Work order – Using the data below, copy out all lines with the word "mediacredit".

[Dataset entries]
────────────────────────────────────────
//! First-run bootstrap of the data file.
//!
//! The backend starts from a local data file. If that file does not exist yet, the public Nobel
//! Prize dataset is downloaded and written to it as-is, which only happens once, every later
//! start reads the local file.
use std::path::Path;

use serde::Deserialize;
use tracing::{info, warn};

use crate::model::Prizes;
use crate::store::json::write_json_atomic;
use crate::{NobelError, Result};

/// Where the initial prize collection is downloaded from
pub const DEFAULT_DATASET_URL: &str = "https://api.nobelprize.org/v1/prize.json";

/// makes sure a data file exists at `path`, downloading it from `url` if it is missing.
///
/// Returns `true` if the dataset was downloaded, `false` if the file was already there.
///
/// # Errors
/// returns [`NobelError::Upstream`] if the dataset could not be fetched, or if the body is not
/// a prize collection (a JSON object with a `prizes` list). No file is written in that case, so
/// the next call tries the download again.
pub async fn ensure_dataset(path: &Path, url: &str) -> Result<bool> {
    if path.is_file() {
        return Ok(false);
    }

    info!("{} not found, downloading it from {}", path.display(), url);
    let dataset = fetch(url).await.map_err(|e| {
        warn!("dataset download failed: {}", e);
        NobelError::Upstream(format!("could not fetch the dataset from {}: {}", url, e))
    })?;

    // the document is stored verbatim, but only once it holds a usable collection
    let prizes = Prizes::deserialize(&dataset).map_err(|e| {
        warn!("the dataset at {} is not a prize collection: {}", url, e);
        NobelError::Upstream(format!("the dataset from {} is not a prize collection: {}", url, e))
    })?;

    write_json_atomic(path, &dataset)?;
    info!("saved {} prizes to {}", prizes.prizes.len(), path.display());
    Ok(true)
}

async fn fetch(url: &str) -> std::result::Result<serde_json::Value, reqwest::Error> {
    reqwest::get(url)
        .await?
        .error_for_status()?
        .json::<serde_json::Value>()
        .await
}
//! FeedSource trait definition.
//!
//! This module defines [`FeedSource`], the seam between the pipeline and
//! whatever retrieves list feeds. The pipeline hands a source the feed URL
//! built from a [`SpreadsheetLocator`] and gets back a decoded
//! [`FeedDocument`].
//!
//! Sources are responsible for:
//! - transport (HTTP, local files, fixtures)
//! - timeouts and any retry policy
//! - mapping transport failures to [`SourceError`]

use std::collections::HashMap;
use std::future::Future;
use std::pin::Pin;

use sheetline_core::SpreadsheetLocator;
use url::Url;

use crate::error::{SourceError, SourceErrorCode, SourceResult};
use crate::raw_entry::FeedDocument;

/// A boxed future for async trait methods.
///
/// Using boxed futures keeps the trait object-safe, so callers can hold a
/// `&dyn FeedSource`.
pub type BoxFuture<'a, T> = Pin<Box<dyn Future<Output = T> + Send + 'a>>;

/// Retrieves list feeds.
///
/// # Example Implementation
///
/// ```ignore
/// struct FileSource { dir: PathBuf }
///
/// impl FeedSource for FileSource {
///     fn name(&self) -> &str { "file" }
///
///     fn feed_url(&self, locator: &SpreadsheetLocator) -> Url { ... }
///
///     fn fetch_feed<'a>(&'a self, url: &'a Url) -> BoxFuture<'a, SourceResult<FeedDocument>> {
///         Box::pin(async move {
///             let json = std::fs::read_to_string(self.dir.join(url.path()))?;
///             FeedDocument::from_json(&json)
///         })
///     }
/// }
/// ```
pub trait FeedSource: Send + Sync {
    /// Returns the name of this source (e.g. "google", "static").
    fn name(&self) -> &str;

    /// Returns the feed URL for a spreadsheet.
    ///
    /// The default uses the public Google Sheets list feed.
    fn feed_url(&self, locator: &SpreadsheetLocator) -> Url {
        locator.default_feed_url()
    }

    /// Retrieves and decodes the feed at `url`.
    ///
    /// # Errors
    ///
    /// Returns [`SourceError`] on transport failures or when the response
    /// is not a list feed document.
    fn fetch_feed<'a>(&'a self, url: &'a Url) -> BoxFuture<'a, SourceResult<FeedDocument>>;
}

/// A source serving feeds from memory, keyed by feed URL.
///
/// Useful for tests and for converting saved feeds offline.
#[derive(Debug, Default)]
pub struct StaticSource {
    feeds: HashMap<String, FeedDocument>,
}

impl StaticSource {
    /// Creates an empty static source.
    pub fn new() -> Self {
        Self::default()
    }

    /// Builder method to register the feed of a spreadsheet key.
    pub fn with_feed(mut self, key: impl Into<String>, feed: FeedDocument) -> Self {
        let url = self.feed_url(&SpreadsheetLocator::new(key));
        self.feeds.insert(url.into(), feed);
        self
    }
}

impl FeedSource for StaticSource {
    fn name(&self) -> &str {
        "static"
    }

    fn fetch_feed<'a>(&'a self, url: &'a Url) -> BoxFuture<'a, SourceResult<FeedDocument>> {
        let result = self.feeds.get(url.as_str()).cloned().ok_or_else(|| {
            SourceError::not_found(format!("no feed registered for {}", url)).with_source_name("static")
        });
        Box::pin(async move { result })
    }
}

/// A source that always fails with the same error.
///
/// Stands in when the real source could not be constructed.
#[derive(Debug)]
pub struct ErrorSource {
    name: String,
    code: SourceErrorCode,
    message: String,
}

impl ErrorSource {
    /// Creates a new error source.
    pub fn new(name: impl Into<String>, error: &SourceError) -> Self {
        Self {
            name: name.into(),
            code: error.code(),
            message: error.message().to_string(),
        }
    }
}

impl FeedSource for ErrorSource {
    fn name(&self) -> &str {
        &self.name
    }

    fn fetch_feed<'a>(&'a self, _url: &'a Url) -> BoxFuture<'a, SourceResult<FeedDocument>> {
        let error = SourceError::new(self.code, &self.message).with_source_name(&self.name);
        Box::pin(async move { Err(error) })
    }
}
//! Extractor for `year`/`month`/`day` sheets.

use std::sync::LazyLock;

use regex::Regex;
use sheetline_core::{
    Background, DateComponents, ExtractedRow, NormalizedDate, NormalizedEvent, parse_time,
};
use tracing::warn;

use super::Cells;
use crate::error::{ConfigError, ConfigResult};
use crate::raw_entry::RawFeedEntry;

/// Matches http, https, protocol-relative and site-relative URLs.
static BACKGROUND_URL_REGEX: LazyLock<Regex> =
    LazyLock::new(|| Regex::new(r"^(https?:)?//?").expect("Invalid background URL regex"));

/// Extracts a row of a `year`/`month`/`day` sheet.
///
/// Every cell is trimmed. Columns: `year`, `month`, `day`, `time`,
/// `endyear`, `endmonth`, `endday`, `endtime`, `displaydate`, `headline`,
/// `text`, `media`, `mediacredit`, `mediacaption`, `mediathumbnail`,
/// `group`, `background`, `type`.
///
/// An end date without an `endyear` is dropped; if other end cells were
/// filled in, a warning is logged and the row is kept. `endtime` is not
/// parsed in that case, so an invalid `endtime` there is not an error.
///
/// # Errors
///
/// Returns [`ConfigError::Date`] when a `time` or `endtime` cell cannot be
/// parsed.
pub fn extract_v3(entry: &RawFeedEntry, row: usize) -> ConfigResult<ExtractedRow> {
    let cells = Cells::trimmed(entry);
    let text = cells.text();

    let mut start = DateComponents::new(cells.get("year"), cells.get("month"), cells.get("day"));
    if let Some(time) = cells.non_empty("time") {
        start.merge_time(parse_time(time).map_err(|source| ConfigError::Date { row, source })?);
    }
    if !start.has_year() {
        warn!(row, headline = %text.headline, "spreadsheet row has no start year");
    }

    let mut event = NormalizedEvent::new(start)
        .with_media(cells.media())
        .with_text(text);

    if let Some(end_date) = end_date(&cells, row, &event.text.headline)? {
        event = event.with_end_date(end_date);
    }

    if let Some(display_date) = cells.non_empty("displaydate") {
        event = event.with_display_date(display_date);
    }

    if let Some(group) = cells.non_empty("group") {
        event = event.with_group(group);
    }

    if let Some(background) = cells.non_empty("background") {
        event = event.with_background(classify_background(background));
    }

    Ok(ExtractedRow::new(cells.row_kind(), event))
}

/// Builds the end date, or `None` when `endyear` is blank.
fn end_date(cells: &Cells<'_>, row: usize, headline: &str) -> ConfigResult<Option<NormalizedDate>> {
    let year = cells.get("endyear");
    let month = cells.get("endmonth");
    let day = cells.get("endday");
    let time = cells.get("endtime");

    if year.is_empty() {
        if !(month.is_empty() && day.is_empty() && time.is_empty()) {
            warn!(
                row,
                headline,
                endmonth = month,
                endday = day,
                endtime = time,
                "invalid end date for spreadsheet row: must have a year if any other date fields are specified"
            );
        }
        return Ok(None);
    }

    let mut end = DateComponents::new(year, month, day);
    if !time.is_empty() {
        end.merge_time(parse_time(time).map_err(|source| ConfigError::Date { row, source })?);
    }
    Ok(Some(end.into()))
}

/// Treats URL-like values as image URLs and anything else as a color.
fn classify_background(value: &str) -> Background {
    if BACKGROUND_URL_REGEX.is_match(value) {
        Background::Url(value.to_string())
    } else {
        Background::Color(value.to_string())
    }
}

#[cfg(test)]
mod tests {
    use super::*;
    use crate::test_support::capture_logs;
    use sheetline_core::{DateError, RowKind};

    fn components(date: &NormalizedDate) -> &DateComponents {
        match date {
            NormalizedDate::Components(c) => c,
            NormalizedDate::Parsed(p) => panic!("expected components, got {:?}", p),
        }
    }

    mod dates {
        use super::*;

        #[test]
        fn warns_about_end_fields_without_year() {
            let entry = RawFeedEntry::new()
                .with("year", "1969")
                .with("endyear", "")
                .with("endmonth", "3");
            let (row, logs) = capture_logs(|| extract_v3(&entry, 4));
            assert!(row.unwrap().event.end_date.is_none());
            assert!(logs.contains("WARN"));
            assert!(logs.contains("must have a year if any other date fields are specified"));
            assert!(logs.contains("row=4"));
        }

        #[test]
        fn blank_end_fields_are_silent() {
            let entry = RawFeedEntry::new()
                .with("year", "1969")
                .with("endyear", " ")
                .with("endmonth", "")
                .with("endday", "");
            let (row, logs) = capture_logs(|| extract_v3(&entry, 0));
            assert!(row.unwrap().event.end_date.is_none());
            assert!(!logs.contains("invalid end date"));
        }

        #[test]
        fn endtime_without_year_is_not_parsed() {
            let entry = RawFeedEntry::new()
                .with("year", "1969")
                .with("endtime", "not a time");
            let (row, logs) = capture_logs(|| extract_v3(&entry, 0));
            assert!(row.unwrap().event.end_date.is_none());
            assert!(logs.contains("invalid end date"));
        }

        #[test]
        fn builds_start_from_columns() {
            let entry = RawFeedEntry::new()
                .with("year", "1969")
                .with("month", "7")
                .with("day", "20");
            let row = extract_v3(&entry, 0).unwrap();
            assert_eq!(
                components(&row.event.start_date),
                &DateComponents::new("1969", "7", "20")
            );
            assert!(row.event.end_date.is_none());
        }

        #[test]
        fn trims_date_cells() {
            let entry = RawFeedEntry::new().with("year", " 1969 ").with("month", "\t7");
            let row = extract_v3(&entry, 0).unwrap();
            let start = components(&row.event.start_date);
            assert_eq!(start.year, "1969");
            assert_eq!(start.month, "7");
            assert_eq!(start.day, "");
        }

        #[test]
        fn merges_start_time() {
            let entry = RawFeedEntry::new()
                .with("year", "1969")
                .with("time", "20:17:40");
            let row = extract_v3(&entry, 0).unwrap();
            let start = components(&row.event.start_date);
            assert_eq!(start.hour, Some(20));
            assert_eq!(start.minute, Some(17));
            assert_eq!(start.second, Some(40));
        }

        #[test]
        fn keeps_end_date_with_year() {
            let entry = RawFeedEntry::new()
                .with("year", "1939")
                .with("endyear", "1945")
                .with("endmonth", "9")
                .with("endday", "2")
                .with("endtime", "9:00 am");
            let row = extract_v3(&entry, 0).unwrap();
            let end = components(row.event.end_date.as_ref().unwrap());
            assert_eq!(end.year, "1945");
            assert_eq!(end.month, "9");
            assert_eq!(end.day, "2");
            assert_eq!(end.hour, Some(9));
        }

        #[test]
        fn drops_end_date_without_year() {
            let entry = RawFeedEntry::new()
                .with("year", "2020")
                .with("endyear", "")
                .with("endmonth", "3");
            let row = extract_v3(&entry, 0).unwrap();
            assert!(row.event.end_date.is_none());
        }

        #[test]
        fn drops_end_date_without_year_even_with_bad_time() {
            let entry = RawFeedEntry::new()
                .with("year", "2020")
                .with("endtime", "whenever");
            let row = extract_v3(&entry, 0).unwrap();
            assert!(row.event.end_date.is_none());
        }

        #[test]
        fn missing_start_year_is_tolerated() {
            let entry = RawFeedEntry::new().with("year", "").with("headline", "Undated");
            let row = extract_v3(&entry, 0).unwrap();
            assert!(!components(&row.event.start_date).has_year());
        }

        #[test]
        fn invalid_time_fails_row() {
            let entry = RawFeedEntry::new().with("year", "2020").with("time", "teatime");
            match extract_v3(&entry, 5) {
                Err(ConfigError::Date { row, source }) => {
                    assert_eq!(row, 5);
                    assert!(matches!(source, DateError::InvalidTime { .. }));
                }
                other => panic!("expected date error, got {:?}", other),
            }
        }
    }

    mod fields {
        use super::*;

        #[test]
        fn trims_text_cells() {
            let entry = RawFeedEntry::new()
                .with("year", "2020")
                .with("headline", "  Headline  ")
                .with("text", "\nbody\n");
            let row = extract_v3(&entry, 0).unwrap();
            assert_eq!(row.event.text.headline, "Headline");
            assert_eq!(row.event.text.text, "body");
        }

        #[test]
        fn passes_display_date_and_group() {
            let entry = RawFeedEntry::new()
                .with("year", "1500")
                .with("displaydate", "circa 1500")
                .with("group", "Renaissance");
            let row = extract_v3(&entry, 0).unwrap();
            assert_eq!(row.event.display_date, Some("circa 1500".to_string()));
            assert_eq!(row.event.group, Some("Renaissance".to_string()));
        }

        #[test]
        fn blank_optionals_are_absent() {
            let entry = RawFeedEntry::new()
                .with("year", "1500")
                .with("displaydate", "  ")
                .with("group", "")
                .with("background", " ");
            let row = extract_v3(&entry, 0).unwrap();
            assert!(row.event.display_date.is_none());
            assert!(row.event.group.is_none());
            assert!(row.event.background.is_none());
        }

        #[test]
        fn reads_row_kind() {
            let entry = RawFeedEntry::new().with("year", "2020").with("type", " title ");
            assert_eq!(extract_v3(&entry, 0).unwrap().kind, RowKind::Title);
        }
    }

    mod background {
        use super::*;

        #[test]
        fn classifies_urls() {
            for value in [
                "http://example.com/bg.jpg",
                "https://example.com/bg.jpg",
                "//cdn.example.com/bg.jpg",
                "/static/bg.jpg",
            ] {
                assert_eq!(
                    classify_background(value),
                    Background::Url(value.to_string()),
                    "{value}"
                );
            }
        }

        #[test]
        fn classifies_colors() {
            for value in ["#ff0000", "red", "rgb(0, 0, 0)", "ftp://example.com/x"] {
                assert_eq!(
                    classify_background(value),
                    Background::Color(value.to_string()),
                    "{value}"
                );
            }
        }

        #[test]
        fn row_background_is_trimmed_before_classifying() {
            let entry = RawFeedEntry::new()
                .with("year", "2020")
                .with("background", "  //img.example.com/a.png ");
            let row = extract_v3(&entry, 0).unwrap();
            assert_eq!(
                row.event.background,
                Some(Background::Url("//img.example.com/a.png".to_string()))
            );
        }
    }
}
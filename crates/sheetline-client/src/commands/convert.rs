//! Convert command: build a configuration from a saved list feed.

use std::path::Path;

use sheetline_feed::feed_json_to_config;
use tokio::io::AsyncReadExt;

use super::render_json;
use crate::error::ClientResult;

/// Reads a feed document from `input` (`-` for stdin) and prints the
/// configuration JSON.
pub async fn run(input: &str, pretty: bool) -> ClientResult<()> {
    let json = read_input(input).await?;
    println!("{}", convert_json(&json, pretty)?);
    Ok(())
}

/// Converts feed JSON text into rendered configuration JSON.
pub fn convert_json(json: &str, pretty: bool) -> ClientResult<String> {
    let timeline = feed_json_to_config(json)?;
    render_json(&timeline, pretty)
}

async fn read_input(input: &str) -> ClientResult<String> {
    if input == "-" {
        let mut buf = String::new();
        tokio::io::stdin().read_to_string(&mut buf).await?;
        Ok(buf)
    } else {
        Ok(tokio::fs::read_to_string(Path::new(input)).await?)
    }
}

#[cfg(test)]
mod tests {
    use std::io::Write;

    use sheetline_feed::ConfigError;

    use super::*;
    use crate::error::ClientError;

    const FEED: &str = r#"{"feed": {"entry": [
        {"gsx$startdate": {"$t": "2001-09-11"}, "gsx$headline": {"$t": "Attack"}, "gsx$tag": {"$t": "news"}}
    ]}}"#;

    #[test]
    fn converts_v1_feed() {
        let json = convert_json(FEED, false).unwrap();
        let value: serde_json::Value = serde_json::from_str(&json).unwrap();
        assert_eq!(value["events"][0]["group"], "news");
        assert_eq!(value["events"][0]["start_date"]["day"], 11);
    }

    #[test]
    fn empty_feed_is_error() {
        let err = convert_json(r#"{"feed": {}}"#, false).unwrap_err();
        assert!(matches!(err, ClientError::Build(ConfigError::EmptyFeed)));
    }

    #[tokio::test]
    async fn reads_feed_from_file() {
        let mut file = tempfile::NamedTempFile::new().unwrap();
        file.write_all(FEED.as_bytes()).unwrap();

        let text = read_input(file.path().to_str().unwrap()).await.unwrap();
        assert_eq!(text, FEED);
    }

    #[tokio::test]
    async fn missing_file_is_io_error() {
        let dir = tempfile::tempdir().unwrap();
        let path = dir.path().join("missing.json");
        let err = read_input(path.to_str().unwrap()).await.unwrap_err();
        assert!(matches!(err, ClientError::Io(_)));
    }
}
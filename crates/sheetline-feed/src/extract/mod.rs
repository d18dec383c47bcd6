//! Row extractors.
//!
//! Each extractor maps one [`RawFeedEntry`] to an [`ExtractedRow`]: the
//! normalized event plus the title/event classifier from its `type` column.
//!
//! - [`extract_v1`] is strict: a start date is mandatory and cells are used
//!   verbatim.
//! - [`extract_v3`] is lenient: cells are trimmed and a malformed end date is
//!   dropped with a warning instead of failing the row.
//!
//! [`ExtractedRow`]: sheetline_core::ExtractedRow

mod v1;
mod v3;

pub use v1::extract_v1;
pub use v3::extract_v3;

use sheetline_core::{Media, RowKind, Text};

use crate::raw_entry::RawFeedEntry;

/// Read access to the cells of one row.
///
/// Missing columns read as the empty string.
#[derive(Debug, Clone, Copy)]
struct Cells<'a> {
    entry: &'a RawFeedEntry,
    trim: bool,
}

impl<'a> Cells<'a> {
    fn verbatim(entry: &'a RawFeedEntry) -> Self {
        Self { entry, trim: false }
    }

    fn trimmed(entry: &'a RawFeedEntry) -> Self {
        Self { entry, trim: true }
    }

    fn get(&self, column: &str) -> &'a str {
        let value = self.entry.get(column).unwrap_or_default();
        if self.trim { value.trim() } else { value }
    }

    /// Returns the cell only when it is non-empty.
    fn non_empty(&self, column: &str) -> Option<&'a str> {
        Some(self.get(column)).filter(|v| !v.is_empty())
    }

    fn media(&self) -> Media {
        Media {
            caption: self.get("mediacaption").to_string(),
            credit: self.get("mediacredit").to_string(),
            url: self.get("media").to_string(),
            thumb: self.get("mediathumbnail").to_string(),
        }
    }

    fn text(&self) -> Text {
        Text {
            headline: self.get("headline").to_string(),
            text: self.get("text").to_string(),
        }
    }

    fn row_kind(&self) -> RowKind {
        RowKind::from_cell(self.non_empty("type"))
    }
}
────────────────────────────────────────
Solved exercise –
/// `text`, `media`, `mediacredit`, `mediacaption`, `mediathumbnail`,
            credit: self.get("mediacredit").to_string(),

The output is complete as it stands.